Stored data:
————————
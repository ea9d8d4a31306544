//! Transport layer types
//!
//! Request and response messages of the RPC surface. Field names are
//! camelCase on the wire. Request fields default when absent so that missing
//! input reaches the flows as empty values and is rejected there.

use mystia_domain::entities::{AccountView, Channel};
use mystia_domain::value_objects::Role;
use serde::{Deserialize, Serialize};

/// `Register` request
#[derive(Debug, Default, Deserialize)]
#[serde(default, rename_all = "camelCase")]
pub struct RegisterRequest {
    /// Handle to claim
    pub username: String,
    /// Plaintext password
    pub password: String,
    /// Display name
    pub nickname: String,
}

/// `Register` response
#[derive(Debug, Serialize, Deserialize)]
#[serde(rename_all = "camelCase")]
pub struct RegisterResponse {
    /// Always `true`; failures are reported as errors
    pub success: bool,
    /// Human-readable outcome
    pub message: String,
}

/// `Login` request
#[derive(Debug, Default, Deserialize)]
#[serde(default, rename_all = "camelCase")]
pub struct LoginRequest {
    /// Account handle
    pub username: String,
    /// Plaintext password
    pub password: String,
}

/// Public account record
#[derive(Debug, Clone, Serialize, Deserialize)]
#[serde(rename_all = "camelCase")]
pub struct UserMessage {
    pub id: String,
    pub username: String,
    pub nickname: String,
    pub role: Role,
}

impl From<AccountView> for UserMessage {
    fn from(view: AccountView) -> Self {
        Self {
            id: view.id,
            username: view.username,
            nickname: view.nickname,
            role: view.role,
        }
    }
}

/// `Login` response
#[derive(Debug, Serialize, Deserialize)]
#[serde(rename_all = "camelCase")]
pub struct LoginResponse {
    /// Session token
    pub token: String,
    /// The authenticated account
    pub user: UserMessage,
}

/// Channel record
#[derive(Debug, Clone, Serialize, Deserialize)]
#[serde(rename_all = "camelCase")]
pub struct ChannelMessage {
    pub id: String,
    pub name: String,
}

impl From<Channel> for ChannelMessage {
    fn from(channel: Channel) -> Self {
        Self {
            id: channel.id,
            name: channel.name,
        }
    }
}

/// `ListChannels` response
#[derive(Debug, Serialize, Deserialize)]
#[serde(rename_all = "camelCase")]
pub struct ListChannelsResponse {
    pub channels: Vec<ChannelMessage>,
}

/// `JoinChannel` request
#[derive(Debug, Default, Deserialize)]
#[serde(default, rename_all = "camelCase")]
pub struct JoinChannelRequest {
    /// Room to join, used verbatim as the grant scope
    pub channel_id: String,
}

/// `JoinChannel` response
#[derive(Debug, Serialize, Deserialize)]
#[serde(rename_all = "camelCase")]
pub struct JoinChannelResponse {
    /// Capability grant for the media server
    pub token: String,
    /// Media server base address
    pub url: String,
}

/// `CreateChannel` request
#[derive(Debug, Default, Deserialize)]
#[serde(default, rename_all = "camelCase")]
pub struct CreateChannelRequest {
    pub name: String,
}

/// `SetAdminStatus` request
#[derive(Debug, Default, Deserialize)]
#[serde(default, rename_all = "camelCase")]
pub struct SetAdminStatusRequest {
    /// Target account
    pub user_id: String,
    /// `true` grants ADMIN, `false` reverts to USER
    pub is_admin: bool,
}

/// `SetAdminStatus` response
#[derive(Debug, Serialize, Deserialize)]
#[serde(rename_all = "camelCase")]
pub struct SetAdminStatusResponse {
    pub success: bool,
}

/// `ListUsers` response
#[derive(Debug, Serialize, Deserialize)]
#[serde(rename_all = "camelCase")]
pub struct ListUsersResponse {
    pub users: Vec<UserMessage>,
}

/// Error body returned with every non-2xx status
#[derive(Debug, Serialize, Deserialize)]
pub struct ErrorBody {
    /// Upper-case status name, e.g. `PERMISSION_DENIED`
    pub code: String,
    /// Caller-facing message
    pub message: String,
}
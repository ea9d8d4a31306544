//! Tests for channel listing, creation and joining

use crate::test_utils::{BrokenStore, FakeGrants, claims_for, services};
use mystia_application::{ChannelServiceImpl, ChannelServiceInterface};
use mystia_domain::{Error, Role};
use std::sync::Arc;

#[tokio::test]
async fn test_create_channel_requires_elevated_role() {
    let s = services();
    let err = s
        .channels
        .create_channel(&claims_for(Role::User), "general")
        .await
        .unwrap_err();
    assert!(matches!(err, Error::PermissionDenied { .. }));
    assert!(
        s.channels
            .list_channels(&claims_for(Role::User))
            .await
            .unwrap()
            .is_empty()
    );
}

#[tokio::test]
async fn test_create_and_list_channels() {
    let s = services();
    let created = s
        .channels
        .create_channel(&claims_for(Role::Admin), "general")
        .await
        .unwrap();
    assert_eq!(created.name, "general");

    let listed = s.channels.list_channels(&claims_for(Role::User)).await.unwrap();
    assert_eq!(listed, vec![created]);
}

#[tokio::test]
async fn test_create_channel_rejects_blank_name() {
    let s = services();
    let err = s
        .channels
        .create_channel(&claims_for(Role::SuperAdmin), "  ")
        .await
        .unwrap_err();
    assert!(matches!(err, Error::InvalidArgument { .. }));
}

#[tokio::test]
async fn test_join_channel_scopes_grant_to_caller_and_room() {
    let s = services();
    let caller = claims_for(Role::User);
    let grant = s.channels.join_channel(&caller, "general").await.unwrap();

    assert_eq!(grant.room, "general");
    assert_eq!(grant.identity, caller.user_id);
    assert_eq!(grant.url, "http://media.test:7880");
}

#[tokio::test]
async fn test_join_channel_rejects_empty_room() {
    let s = services();
    let err = s
        .channels
        .join_channel(&claims_for(Role::User), "")
        .await
        .unwrap_err();
    assert!(matches!(err, Error::InvalidArgument { .. }));
}

#[tokio::test]
async fn test_storage_failure_is_internal() {
    let channels = ChannelServiceImpl::new(Arc::new(BrokenStore), Arc::new(FakeGrants));
    let err = channels
        .create_channel(&claims_for(Role::Admin), "general")
        .await
        .unwrap_err();
    assert_eq!(err.public_message(), "failed to create channel");
}
//! Account Repository Interface

use crate::entities::Account;
use crate::error::Result;
use crate::value_objects::Role;
use async_trait::async_trait;

/// Repository: account storage
///
/// # Example
///
/// ```ignore
/// use mystia_domain::repositories::AccountRepository;
///
/// if repo.count_accounts().await? == 0 {
///     println!("first boot");
/// }
/// let alice = repo.get_account_by_handle("alice").await?;
/// ```
#[async_trait]
pub trait AccountRepository: Send + Sync {
    /// Persist a new account
    ///
    /// Fails with [`Error::AlreadyExists`](crate::Error::AlreadyExists) when
    /// the handle is taken; the existing account is left untouched.
    async fn create_account(&self, account: Account) -> Result<()>;

    /// Look up an account by its handle
    async fn get_account_by_handle(&self, username: &str) -> Result<Option<Account>>;

    /// Look up an account by its identity
    async fn get_account_by_id(&self, id: &str) -> Result<Option<Account>>;

    /// Number of registered accounts
    async fn count_accounts(&self) -> Result<usize>;

    /// Replace the role of an account
    async fn update_account_role(&self, id: &str, role: Role) -> Result<()>;

    /// All accounts in creation order
    async fn list_accounts(&self) -> Result<Vec<Account>>;
}
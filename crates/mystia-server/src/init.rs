//! Server Initialization
//!
//! Startup sequence:
//!
//! 1. Load configuration (defaults → TOML → environment), apply CLI overrides
//! 2. Install the tracing subscriber
//! 3. Wire services through the composition root
//! 4. Serve the RPC surface over HTTP until shutdown

use std::path::Path;

use mystia_infrastructure::config::loader::validate_app_config;
use mystia_infrastructure::config::{AppConfig, ConfigLoader};
use mystia_infrastructure::di::init_app;
use mystia_infrastructure::logging::init_logging;
use tracing::{error, info};

use crate::transport::{HttpTransport, HttpTransportConfig};

/// Command-line values that take precedence over loaded configuration
#[derive(Debug, Clone, Copy, Default)]
pub struct ServerOverrides {
    /// Replaces `server.port`
    pub port: Option<u16>,
    /// Replaces the port component of `media.url`
    pub media_port: Option<u16>,
}

/// Run the Mystia server
///
/// Returns once the transport shuts down, or on the first startup error.
pub async fn run(
    config_path: Option<&Path>,
    overrides: ServerOverrides,
) -> Result<(), Box<dyn std::error::Error>> {
    let config = load_config(config_path, overrides)?;
    init_logging(config.logging.clone())?;

    info!(
        host = %config.server.host,
        port = config.server.port,
        media_url = %config.media.url,
        "Starting Mystia server"
    );

    let transport_config = HttpTransportConfig {
        host: config.server.host.clone(),
        port: config.server.port,
    };
    let context = init_app(config)?;
    let transport = HttpTransport::from_context(transport_config, &context);

    transport.start().await.map_err(|e| -> Box<dyn std::error::Error> {
        error!(error = %e, "HTTP transport failed");
        e
    })
}

/// Load configuration from optional path and apply overrides
pub fn load_config(
    config_path: Option<&Path>,
    overrides: ServerOverrides,
) -> mystia_domain::Result<AppConfig> {
    let loader = match config_path {
        Some(path) => ConfigLoader::new().with_config_path(path),
        None => ConfigLoader::new(),
    };
    let mut config = loader.load()?;

    if let Some(port) = overrides.port {
        config.server.port = port;
    }
    if let Some(media_port) = overrides.media_port {
        config.media = config.media.with_port(media_port);
    }

    validate_app_config(&config)?;
    Ok(config)
}
//! Mystia voice backend
//!
//! Serves account, channel and admin calls and mints join grants for the
//! external media server.

use clap::Parser;
use mystia_server::{ServerOverrides, run};

/// Command line interface for the Mystia server
#[derive(Parser, Debug)]
#[command(name = "mystia")]
#[command(about = "Mystia voice backend - accounts, channels and media grants")]
#[command(version)]
pub struct Cli {
    /// Path to configuration file
    #[arg(short, long)]
    pub config: Option<std::path::PathBuf>,

    /// RPC server port (overrides `server.port`)
    #[arg(long)]
    pub port: Option<u16>,

    /// Media server port (rewrites the port of `media.url`)
    #[arg(long = "media-port")]
    pub media_port: Option<u16>,
}

#[tokio::main]
async fn main() -> Result<(), Box<dyn std::error::Error>> {
    let cli = Cli::parse();
    run(
        cli.config.as_deref(),
        ServerOverrides {
            port: cli.port,
            media_port: cli.media_port,
        },
    )
    .await
}
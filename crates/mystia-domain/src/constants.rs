//! Domain-level constants
//!
//! Values that are part of observable behavior rather than deployment
//! tuning. Tunable defaults live in `mystia_infrastructure::constants`.

/// Lifetime of a session token issued at login (24 hours)
pub const SESSION_TOKEN_TTL_SECS: i64 = 24 * 60 * 60;

/// Lifetime of a capability grant handed to the media server (1 hour)
pub const CAPABILITY_GRANT_TTL_SECS: i64 = 60 * 60;

/// Registration message for ordinary accounts
pub const REGISTER_MESSAGE: &str = "Registration successful";

/// Registration message when the bootstrap role was granted
pub const REGISTER_BOOTSTRAP_MESSAGE: &str =
    "Registration successful. You are the first user and have been granted SUPER_ADMIN privileges.";

/// Generic login failure text, shared by unknown handle and wrong password
pub const INVALID_CREDENTIALS: &str = "invalid credentials";
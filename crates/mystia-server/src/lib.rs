//! # Mystia Server
//!
//! RPC surface of the Mystia voice backend: account registration and login,
//! channel management, and join grants for the external media server.
//!
//! ## Call path
//!
//! ```text
//! HTTP POST /<service>/<method>
//!   → AuthInterceptor (public allow-list, bearer token)
//!   → RpcHandlers (decode request, call service)
//!   → JSON response or { code, message } error
//! ```
//!
//! ## Quick Start
//!
//! ```rust,no_run
//! use mystia_server::{ServerOverrides, run};
//!
//! #[tokio::main]
//! async fn main() -> Result<(), Box<dyn std::error::Error>> {
//!     run(None, ServerOverrides::default()).await
//! }
//! ```
//!
//! | Type | Description |
//! |------|-------------|
//! | [`AuthInterceptor`] | Single enforcement point for protected methods |
//! | [`RpcHandlers`] | Method table and dispatch |
//! | [`HttpTransport`] | Rocket application serving the method table |

pub mod constants;
pub mod handlers;
pub mod init;
pub mod interceptor;
pub mod transport;

pub use handlers::RpcHandlers;
pub use init::{ServerOverrides, run};
pub use interceptor::AuthInterceptor;
pub use transport::HttpTransport;
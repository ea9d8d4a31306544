//! Use case implementations
//!
//! Each service composes the domain ports (storage, hashing, tokens,
//! grants) and consults the role policy before any mutation.

pub mod account_service;
pub mod admin_service;
pub mod channel_service;

pub use account_service::AccountServiceImpl;
pub use admin_service::AdminServiceImpl;
pub use channel_service::ChannelServiceImpl;

use mystia_domain::error::Error;

/// Log a collaborator failure and replace it with a generic internal error
///
/// The original error is kept as the source for server-side diagnostics;
/// callers only ever see `message`.
pub(crate) fn internal(message: &'static str) -> impl FnOnce(Error) -> Error {
    move |err| {
        tracing::error!(error = %err, "{message}");
        Error::internal_with_source(message, err)
    }
}
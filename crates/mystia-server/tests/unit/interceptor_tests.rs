//! Tests for the auth interceptor

use mystia_domain::ports::TokenCodec;
use mystia_domain::value_objects::{Claims, Role};
use mystia_domain::{Error, StatusCode};
use mystia_infrastructure::crypto::JwtTokenCodec;
use mystia_server::constants::*;
use mystia_server::interceptor::{AuthInterceptor, is_public_method};
use std::sync::Arc;

const SECRET: &str = "interceptor-test-secret-0123456789abcd";

fn setup() -> (AuthInterceptor, Arc<JwtTokenCodec>) {
    let codec = Arc::new(JwtTokenCodec::from_secret(SECRET).unwrap());
    (AuthInterceptor::new(codec.clone()), codec)
}

#[test]
fn test_allow_list_is_exactly_register_and_login() {
    assert!(is_public_method(METHOD_REGISTER));
    assert!(is_public_method(METHOD_LOGIN));
    for method in [
        METHOD_LIST_CHANNELS,
        METHOD_JOIN_CHANNEL,
        METHOD_CREATE_CHANNEL,
        METHOD_SET_ADMIN_STATUS,
        METHOD_LIST_USERS,
        "/voice.AuthService/login",
        "/voice.AuthService/Register/",
        "voice.AuthService/Login",
    ] {
        assert!(!is_public_method(method), "{method} must be protected");
    }
}

#[test]
fn test_public_methods_pass_without_credential() {
    let (interceptor, _) = setup();
    let ctx = interceptor.intercept(METHOD_LOGIN, None).unwrap();
    assert_eq!(ctx.method(), METHOD_LOGIN);
    assert!(ctx.claims().is_none());
}

#[test]
fn test_missing_or_empty_credential_is_rejected() {
    let (interceptor, _) = setup();
    for header in [None, Some("")] {
        let err = interceptor
            .intercept(METHOD_LIST_CHANNELS, header)
            .unwrap_err();
        assert_eq!(err.status(), StatusCode::Unauthenticated);
    }
}

#[test]
fn test_valid_token_places_claims_in_context() {
    let (interceptor, codec) = setup();
    let claims = Claims::new("u-1", "Alice", Role::Admin);
    let token = codec.encode(&claims).unwrap();

    let ctx = interceptor
        .intercept(METHOD_LIST_USERS, Some(&format!("Bearer {token}")))
        .unwrap();

    assert_eq!(ctx.caller().unwrap(), &claims);
}

#[test]
fn test_token_without_bearer_prefix_is_accepted() {
    let (interceptor, codec) = setup();
    let token = codec
        .encode(&Claims::new("u-1", "Alice", Role::User))
        .unwrap();

    assert!(interceptor.intercept(METHOD_LIST_CHANNELS, Some(&token)).is_ok());
}

#[test]
fn test_every_decode_failure_looks_the_same() {
    let (interceptor, codec) = setup();
    let expired = codec
        .encode(&Claims::with_ttl("u-1", "Alice", Role::User, -60))
        .unwrap();
    let foreign = JwtTokenCodec::from_secret("some-other-secret-0123456789abcdefgh")
        .unwrap()
        .encode(&Claims::new("u-1", "Alice", Role::User))
        .unwrap();

    let messages: Vec<String> = [expired.as_str(), foreign.as_str(), "garbage"]
        .into_iter()
        .map(|token| {
            let err = interceptor
                .intercept(METHOD_JOIN_CHANNEL, Some(&format!("Bearer {token}")))
                .unwrap_err();
            assert!(matches!(err, Error::Authentication { .. }));
            err.public_message().to_string()
        })
        .collect();

    assert!(messages.iter().all(|m| m == &messages[0]));
}

#[test]
fn test_unknown_method_still_requires_credential() {
    let (interceptor, _) = setup();
    let err = interceptor
        .intercept("/voice.AuthService/Logout", None)
        .unwrap_err();
    assert_eq!(err.status(), StatusCode::Unauthenticated);
}
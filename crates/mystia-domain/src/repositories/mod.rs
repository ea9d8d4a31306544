//! Repository Interfaces
//!
//! Contracts for the storage collaborator. Every call is return-or-error;
//! no transactions are exposed, so read-then-write sequences built on top
//! of these traits are not atomic.

mod account_repository;
mod channel_repository;

pub use account_repository::AccountRepository;
pub use channel_repository::ChannelRepository;
//! Per-operation role checks and the first-account bootstrap rule

use mystia_domain::error::{Error, Result};
use mystia_domain::value_objects::Role;
use std::fmt;

/// Protected operations subject to a role decision
#[derive(Debug, Clone, Copy, PartialEq, Eq, Hash)]
pub enum Operation {
    /// List every registered account
    ListAccounts,
    /// Change another account's role
    ChangeAccountRole,
    /// Create a shared channel
    CreateChannel,
    /// List channels
    ListChannels,
    /// Join an existing channel
    JoinChannel,
}

impl fmt::Display for Operation {
    fn fmt(&self, f: &mut fmt::Formatter<'_>) -> fmt::Result {
        let name = match self {
            Self::ListAccounts => "list_accounts",
            Self::ChangeAccountRole => "change_account_role",
            Self::CreateChannel => "create_channel",
            Self::ListChannels => "list_channels",
            Self::JoinChannel => "join_channel",
        };
        f.write_str(name)
    }
}

/// Whether `role` may perform `operation`
pub fn can_perform(role: Role, operation: Operation) -> bool {
    match operation {
        Operation::ListAccounts | Operation::ChangeAccountRole | Operation::CreateChannel => {
            role.is_elevated()
        }
        Operation::ListChannels | Operation::JoinChannel => true,
    }
}

/// [`can_perform`] as a `Result`, failing with a permission error
pub fn authorize(role: Role, operation: Operation) -> Result<()> {
    if can_perform(role, operation) {
        Ok(())
    } else {
        tracing::debug!(%role, %operation, "operation denied by role policy");
        Err(Error::permission_denied("admin only"))
    }
}

/// Reject role changes that target the top-level account
///
/// Applies regardless of the caller's own role.
pub fn ensure_role_mutable(target: Role) -> Result<()> {
    if target == Role::SuperAdmin {
        return Err(Error::permission_denied("cannot modify SUPER_ADMIN status"));
    }
    Ok(())
}

/// Role for an account registered while `existing_accounts` already exist
///
/// The count is observed before the insert, outside any transaction; two
/// concurrent first registrations can both see zero.
pub fn role_for_new_account(existing_accounts: usize) -> Role {
    if existing_accounts == 0 {
        Role::SuperAdmin
    } else {
        Role::User
    }
}
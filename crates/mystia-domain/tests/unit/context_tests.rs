//! Unit tests for the per-call context

use mystia_domain::{CallContext, Claims, Error, Role};

#[test]
fn test_anonymous_context_has_no_caller() {
    let ctx = CallContext::anonymous("/voice.AuthService/Login");
    assert_eq!(ctx.method(), "/voice.AuthService/Login");
    assert!(ctx.claims().is_none());
    assert!(matches!(ctx.caller(), Err(Error::Authentication { .. })));
}

#[test]
fn test_authenticated_context_exposes_claims() {
    let claims = Claims::new("id-7", "Carol", Role::User);
    let ctx = CallContext::authenticated("/voice.ChannelService/ListChannels", claims.clone());
    assert_eq!(ctx.caller().unwrap(), &claims);
}

#[test]
fn test_request_ids_differ_per_call() {
    let a = CallContext::anonymous("/m");
    let b = CallContext::anonymous("/m");
    assert_ne!(a.request_id(), b.request_id());
}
————————
What is needed
Wherever the string "ConfigLoader" appears in a line of the records above, copy that line.

Task result
use mystia_infrastructure::config::{AppConfig, ConfigLoader};
        Some(path) => ConfigLoader::new().with_config_path(path),
        None => ConfigLoader::new(),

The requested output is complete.